Rather than use generic countrywide data, Faraway Fairways have built our own. We’ve weighted golfing destinations to reflect the typical composition of a trip, St Andrews (50%), Troon (25%) Edinburgh (15%) and Inverness (10%). The spring is the driest season and April the driest month. The temperatures rise throughout the season as we move towards summer
Average wind speed (St Andrews)
– March = 14.3 mph
– April = 11.8 mph
– May = 11.2 mph
Our own experience is that golfers can more or less pick and choose the number of rounds they wish to play in March. A ballot operates but it needn’t be unheard of for gaps to exist on the tee-sheet. Things start to get busier in the second week of April, but average daily strike rates on the ballot are still in excess of 50% for the month.
In mid April the Old Course moves to its shoulder season rates, typically about 33% off the peak season. The shoulder season lasts until the start of May
The first week of May sees a traditional block-out and is best avoided, but after that the summer season gets into full swing and things start to get competitive
Machrihanish, famous first tee
March is often described as “in like a lion, and out like a lamb”. It can certainly throw up some incredibly varied weather. Most courses are still on their winter season rates in March, and this usually means a green fee approximately half the price. It wouldn’t be completely unheard of for winter rules and mats to still be in operation on some though.
Kingsbarns and Royal Troon won’t be open for visitor play in March, but you can usually get first-class compensation at Muirfield which doesn’t get hammered to the same degree that their summer tee-times do. You’d expect to play Muirfield in March on about five months lead time
‘British Summer Time’ begins in the first week of April and adds an extra hour’s daylight to a day. The sun sets at close to 20.00 now. Kingsbarns opens on April 1st but will usually have significant corporate ‘take out’ to navigate. Royal Troon begins to accept visitors about three weeks later
Shoulder seasons tend to begin in mid-April and last for two weeks. During this period green fees will typically be in the region of 33% less expensive than the peak summer rate.

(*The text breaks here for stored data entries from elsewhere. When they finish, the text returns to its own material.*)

//! Credential seam.
//!
//! Credentials are issued and refreshed by an external auth collaborator.
//! The backend asks for the current token on every request and attaches it
//! unchanged; it never stores or refreshes one itself.

use std::sync::{Arc, RwLock};

/// Supplies the bearer token to attach to the next request.
pub trait CredentialSource: Send + Sync {
    /// The current access token, or `None` to send the request unauthenticated.
    fn access_token(&self) -> Option<String>;
}

/// No credential; requests go out without an `Authorization` header.
#[derive(Debug, Clone, Copy, Default)]
pub struct Anonymous;

impl CredentialSource for Anonymous {
    fn access_token(&self) -> Option<String> {
        None
    }
}

/// A token slot the auth collaborator can update in place (e.g. after a
/// refresh). Clones share the slot.
#[derive(Debug, Clone, Default)]
pub struct SharedToken {
    token: Arc<RwLock<Option<String>>>,
}

impl SharedToken {
    pub fn new(token: Option<String>) -> Self {
        Self {
            token: Arc::new(RwLock::new(token)),
        }
    }

    pub fn set(&self, token: Option<String>) {
        match self.token.write() {
            Ok(mut slot) => *slot = token,
            Err(poisoned) => *poisoned.into_inner() = token,
        }
    }
}

impl CredentialSource for SharedToken {
    fn access_token(&self) -> Option<String> {
        match self.token.read() {
            Ok(slot) => slot.clone(),
            Err(poisoned) => poisoned.into_inner().clone(),
        }
    }
}

impl<F> CredentialSource for F
where
    F: Fn() -> Option<String> + Send + Sync,
{
    fn access_token(&self) -> Option<String> {
        self()
    }
}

April is the driest month of the year, and this extends to the Highlands too. People can make the mistake of looking at a map and the northerly latitude and thinking it’ll be unplayable. Not true. The Highlands of Scotland is surprisingly dry in April, although there can still be a bite on the wind.
For all intents and purposes May more or less functions as a summer month with seventeen hours of daylight by the end of it.
Carnoustie, Turnberry, and Royal Aberdeen have the longest shoulder seasons but by the middle of the month they’ve moved onto their full summer rates. We start to encounter our first club fixtures in May, particularly at Carnoustie and St Andrews
May is the first month where you could perhaps begin to start thinking in terms of taking ferries out to the western isles with a sense that you’ve been unlucky rather than over-ambitious should you encounter a weather disruption.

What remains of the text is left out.